Technology

Stripe ditches Bitcoin payments

Stripe, the payments specialist employed by many ticketing and events operators, is to cease supporting Bitcoin transactions.

The company, which became the first major payments company to support Bitcoin in 2014, said fewer online merchants wanted to accept the cryptocurrency because of fluctuations leading to price discrepancies. It added that Bitcoin users now see it largely as an “asset” to be traded rather than a payment method.

Stripe offers a series of extensions for ticketing operators, and counts Dice.fm as a partner.

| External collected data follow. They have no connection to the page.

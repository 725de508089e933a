//! Pixel Art Pipeline
//!
//! Orchestrates the transform:
//! 1. Optional k-means palette extraction (once per call)
//! 2. Grid sampling with per-channel medians
//! 3. Snapping each cell to the palette
//!
//! Grid estimation is a separate entry point that callers use to pick a grid
//! width before downscaling.

use image::RgbaImage;
use serde::{Deserialize, Serialize};
use std::path::Path;
use crate::codec;
use crate::error::Result;
use crate::quantizer::{KMeansQuantizer, DEFAULT_SEED};
use crate::sampler;

pub use crate::estimator::estimate_grid_size;

// ============================================================================
// SETTINGS
// ============================================================================

#[derive(Debug, Clone, Serialize, Deserialize)]
#[serde(default)]
pub struct DownscaleSettings {
    /// Output width in cells (default: 32)
    pub grid_width: u32,
    /// Restrict output colors to a k-means palette (default: true)
    pub quantize: bool,
    /// Palette size when quantizing (default: 32)
    pub max_colors: usize,
    /// Upper bound on k-means passes (default: 20)
    pub max_iterations: usize,
    /// Seed for centroid initialisation (default: 1234)
    pub seed: u32,
}

impl Default for DownscaleSettings {
    fn default() -> Self {
        Self {
            grid_width: 32,
            quantize: true,
            max_colors: 32,
            max_iterations: 20,
            seed: DEFAULT_SEED,
        }
    }
}

impl DownscaleSettings {
    fn quantizer(&self) -> KMeansQuantizer {
        KMeansQuantizer::new(self.max_colors, self.max_iterations).with_seed(self.seed)
    }
}

/// Downscaled image together with the grid width that produced it
#[derive(Debug, Clone)]
pub struct Downscaled {
    pub grid: u32,
    pub image: RgbaImage,
}

#[derive(Debug, Clone, Serialize)]
pub struct DownscaleReport {
    pub original_size: (u32, u32),
    pub final_size: (u32, u32),
    pub grid: u32,
    /// Number of palette entries used; 0 when quantization is off
    pub palette_size: usize,
}

// ============================================================================
// ENTRY POINTS
// ============================================================================

/// Downscale `img` to `grid_width` columns, optionally limited to
/// `max_colors` dominant colors.
pub fn downscale(img: &RgbaImage, grid_width: u32, quantize: bool, max_colors: usize) -> Result<Downscaled> {
    let settings = DownscaleSettings {
        grid_width,
        quantize,
        max_colors,
        ..DownscaleSettings::default()
    };
    downscale_with_settings(img, &settings)
}

pub fn downscale_with_settings(img: &RgbaImage, settings: &DownscaleSettings) -> Result<Downscaled> {
    Ok(run(img, settings)?.0)
}

/// Keep the source resolution and only reduce the palette
pub fn reduce_colors(img: &RgbaImage, max_colors: usize) -> Result<RgbaImage> {
    Ok(downscale(img, img.width(), true, max_colors)?.image)
}

fn run(img: &RgbaImage, settings: &DownscaleSettings) -> Result<(Downscaled, usize)> {
    let (width, height) = img.dimensions();
    // Validate geometry before paying for clustering
    sampler::GridSpec::new(width, height, settings.grid_width)?;

    let palette = if settings.quantize {
        let palette = settings.quantizer().find_dominant_colors(img)?;
        tracing::debug!("Found {} dominant colors", palette.len());
        palette
    } else {
        Vec::new()
    };

    let image = sampler::sample(img, settings.grid_width, &palette)?;

    tracing::info!(
        "Downscaled {}x{} to {}x{} ({} palette colors)",
        width,
        height,
        image.width(),
        image.height(),
        palette.len()
    );

    Ok((
        Downscaled {
            grid: settings.grid_width,
            image,
        },
        palette.len(),
    ))
}

/// Decode `input_path`, downscale it and write the result as PNG.
pub fn downscale_file(input_path: &Path, output_path: &Path, settings: &DownscaleSettings) -> Result<DownscaleReport> {
    let img = codec::open(input_path)?;
    let original_size = img.dimensions();

    let (result, palette_size) = run(&img, settings)?;
    codec::save_png(&result.image, output_path)?;

    Ok(DownscaleReport {
        original_size,
        final_size: result.image.dimensions(),
        grid: result.grid,
        palette_size,
    })
}

/// Decode `input_path` and recommend a grid width for it
pub fn estimate_file(input_path: &Path) -> Result<u32> {
    estimate_grid_size(&codec::open(input_path)?)
}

Payments via Stripe are offered by ticketing and events operators such as TicketSource, Eventzilla, Eventbee and Ticketbooth.

Customers of the payments firm, which was founded in Ireland but is now based in the US, pay a fee to Stripe each time it processes a payment. However, Bitcoin payments will cease in April.

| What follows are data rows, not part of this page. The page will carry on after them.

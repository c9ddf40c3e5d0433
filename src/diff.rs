use serde_json::{Map, Value};

/// One leaf that differs between two JSON documents, addressed by a
/// dot-separated path.
#[derive(Debug, Clone, PartialEq)]
pub(crate) struct Change {
    pub path: String,
    pub old: Value,
    pub new: Value,
}

/// Leaves of `current` that are new or differ from `previous`. Keys that
/// disappeared are not reported.
pub(crate) fn diff_json(previous: &Value, current: &Value) -> Vec<Change> {
    let mut changes = Vec::new();
    collect(previous, current, "", &mut changes);
    changes
}

fn collect(previous: &Value, current: &Value, prefix: &str, changes: &mut Vec<Change>) {
    match (previous, current) {
        (Value::Object(prev_map), Value::Object(curr_map)) => {
            for (key, curr_val) in curr_map {
                let path = if prefix.is_empty() {
                    key.clone()
                } else {
                    format!("{prefix}.{key}")
                };
                match prev_map.get(key) {
                    Some(prev_val) => collect(prev_val, curr_val, &path, changes),
                    None if curr_val.is_object() => {
                        collect(&Value::Object(Map::new()), curr_val, &path, changes)
                    }
                    None => changes.push(Change {
                        path,
                        old: Value::Null,
                        new: curr_val.clone(),
                    }),
                }
            }
        }
        (prev, curr) if prev != curr => changes.push(Change {
            path: prefix.to_string(),
            old: prev.clone(),
            new: curr.clone(),
        }),
        _ => {}
    }
}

“By the time the transaction is confirmed, fluctuations in Bitcoin price mean that it’s for the ‘wrong’ amount,” Stripe product manager Tom Karlo wrote in a blog.

Bitcoin transaction fees had also risen “a great deal” resulting in a decrease in demand from Stripe’s customers to accept Bitcoin payments, he said.

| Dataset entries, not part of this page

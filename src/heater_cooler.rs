use std::sync::Arc;

use async_trait::async_trait;
use parking_lot::Mutex;
use tracing::debug;

use crate::host::{
    AccessoryService, Characteristic, CharacteristicValue, ServiceKind, invalid_value,
};
use crate::level::{HeaterCoolerState, Intent, heater_cooler_state, with_factor};
use crate::pod::Pod;
use crate::types::{HeatCoolMode, Level, Side};
use crate::{Error, Result};

const TARGET_AUTO: i64 = 0;
const TARGET_HEAT: i64 = 1;
const TARGET_COOL: i64 = 2;
const DISPLAY_CELSIUS: i64 = 0;

const CHARACTERISTICS: &[Characteristic] = &[
    Characteristic::Active,
    Characteristic::CurrentHeaterCoolerState,
    Characteristic::TargetHeaterCoolerState,
    Characteristic::CurrentTemperature,
    Characteristic::TargetTemperature,
    Characteristic::TemperatureDisplayUnits,
    Characteristic::RotationSpeed,
];

fn mode_code(mode: HeatCoolMode) -> i64 {
    match mode {
        HeatCoolMode::Heat => TARGET_HEAT,
        HeatCoolMode::Cool => TARGET_COOL,
    }
}

/// Heater/cooler presentation of one side. The level's magnitude is the
/// rotation speed; its sign comes from the heat/cool mode, which is kept
/// locally so an idle level does not lose it.
pub struct HeaterCooler {
    pod: Arc<Pod>,
    side: Side,
    mode: Mutex<Intent<HeatCoolMode>>,
}

impl HeaterCooler {
    pub fn new(pod: Arc<Pod>, side: Side) -> Self {
        Self {
            pod,
            side,
            mode: Mutex::new(Intent::new(HeatCoolMode::Heat)),
        }
    }

    pub fn mode(&self) -> HeatCoolMode {
        self.mode.lock().current()
    }

    fn observe(&self, level: Level) {
        self.mode.lock().confirm(HeatCoolMode::from_level(level));
    }

    pub async fn active(&self) -> Result<bool> {
        self.pod.is_on(self.side).await
    }

    pub async fn set_active(&self, on: bool) -> Result<bool> {
        if on {
            self.pod.turn_on(self.side).await?;
        } else {
            self.pod.turn_off(self.side).await?;
        }
        Ok(on)
    }

    pub async fn current_state(&self) -> Result<HeaterCoolerState> {
        let status = self.pod.status(self.side).await?;
        self.observe(status.level());
        Ok(heater_cooler_state(&status))
    }

    /// `None` while the side is off (reported to the host as auto).
    pub async fn target_state(&self) -> Result<Option<HeatCoolMode>> {
        let status = self.pod.status(self.side).await?;
        if !status.is_on() {
            return Ok(None);
        }
        self.observe(status.level());
        Ok(Some(self.mode()))
    }

    /// Switch heat/cool. `None` (auto) leaves the mode unchanged. The level
    /// is rewritten under the new sign only when that changes it; a failed
    /// write rolls the mode back.
    pub async fn set_target_state(&self, requested: Option<HeatCoolMode>) -> Result<HeatCoolMode> {
        let level = self.pod.level(self.side).await?;
        self.observe(level);

        let (previous, mode) = {
            let mut intent = self.mode.lock();
            let previous = requested.map(|m| intent.desire(m));
            (previous, intent.current())
        };

        let next = with_factor(level, mode.factor());
        if next == level {
            return Ok(mode);
        }

        debug!(side = %self.side, from = level.value(), to = next.value(), "mode changes level sign");
        if let Err(e) = self.pod.set_level(self.side, next).await {
            if let Some(previous) = previous {
                self.mode.lock().restore(previous);
            }
            return Err(e);
        }
        Ok(mode)
    }

    pub async fn rotation_speed(&self) -> Result<i32> {
        let level = self.pod.level(self.side).await?;
        self.observe(level);
        Ok(level.magnitude())
    }

    pub async fn set_rotation_speed(&self, speed: f64) -> Result<i32> {
        let level = with_factor(Level::from_rotation_speed(speed), self.mode().factor());
        debug!(side = %self.side, speed, level = level.value(), "rotation speed to level");
        self.pod.set_level(self.side, level).await?;
        Ok(level.magnitude())
    }

    pub async fn current_temperature(&self) -> Result<f64> {
        self.pod.ambient_temperature().await
    }
}

#[async_trait]
impl AccessoryService for HeaterCooler {
    fn service(&self) -> ServiceKind {
        ServiceKind::HeaterCooler
    }

    fn characteristics(&self) -> &'static [Characteristic] {
        CHARACTERISTICS
    }

    async fn get(&self, characteristic: Characteristic) -> Result<CharacteristicValue> {
        match characteristic {
            Characteristic::Active => Ok(i64::from(self.active().await?).into()),
            Characteristic::CurrentHeaterCoolerState => {
                Ok(self.current_state().await?.as_homekit().into())
            }
            Characteristic::TargetHeaterCoolerState => {
                let code = self.target_state().await?.map_or(TARGET_AUTO, mode_code);
                Ok(code.into())
            }
            Characteristic::CurrentTemperature => Ok(self.current_temperature().await?.into()),
            Characteristic::TargetTemperature | Characteristic::RotationSpeed => {
                Ok(self.rotation_speed().await?.into())
            }
            Characteristic::TemperatureDisplayUnits => Ok(DISPLAY_CELSIUS.into()),
            other => Err(Error::UnsupportedCharacteristic(other)),
        }
    }

    async fn set(
        &self,
        characteristic: Characteristic,
        value: CharacteristicValue,
    ) -> Result<CharacteristicValue> {
        match characteristic {
            Characteristic::Active => {
                let on = self.set_active(value.as_bool()).await?;
                Ok(i64::from(on).into())
            }
            Characteristic::TargetHeaterCoolerState => {
                let requested = match value.as_i64() {
                    Some(TARGET_AUTO) => None,
                    Some(TARGET_HEAT) => Some(HeatCoolMode::Heat),
                    Some(TARGET_COOL) => Some(HeatCoolMode::Cool),
                    _ => return Err(invalid_value(characteristic, value)),
                };
                Ok(mode_code(self.set_target_state(requested).await?).into())
            }
            Characteristic::RotationSpeed => {
                Ok(self.set_rotation_speed(value.as_f64()).await?.into())
            }
            other => Err(Error::UnsupportedCharacteristic(other)),
        }
    }
}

“For a regular Bitcoin transaction, a fee of tens of US dollars is common, making Bitcoin transactions about as expensive as bank wires,” Karlo added.

“Because of this, we’ve seen the desire from our customers to accept Bitcoin decrease. And of the businesses that are accepting Bitcoin on Stripe, we’ve seen their revenues from Bitcoin decline substantially.”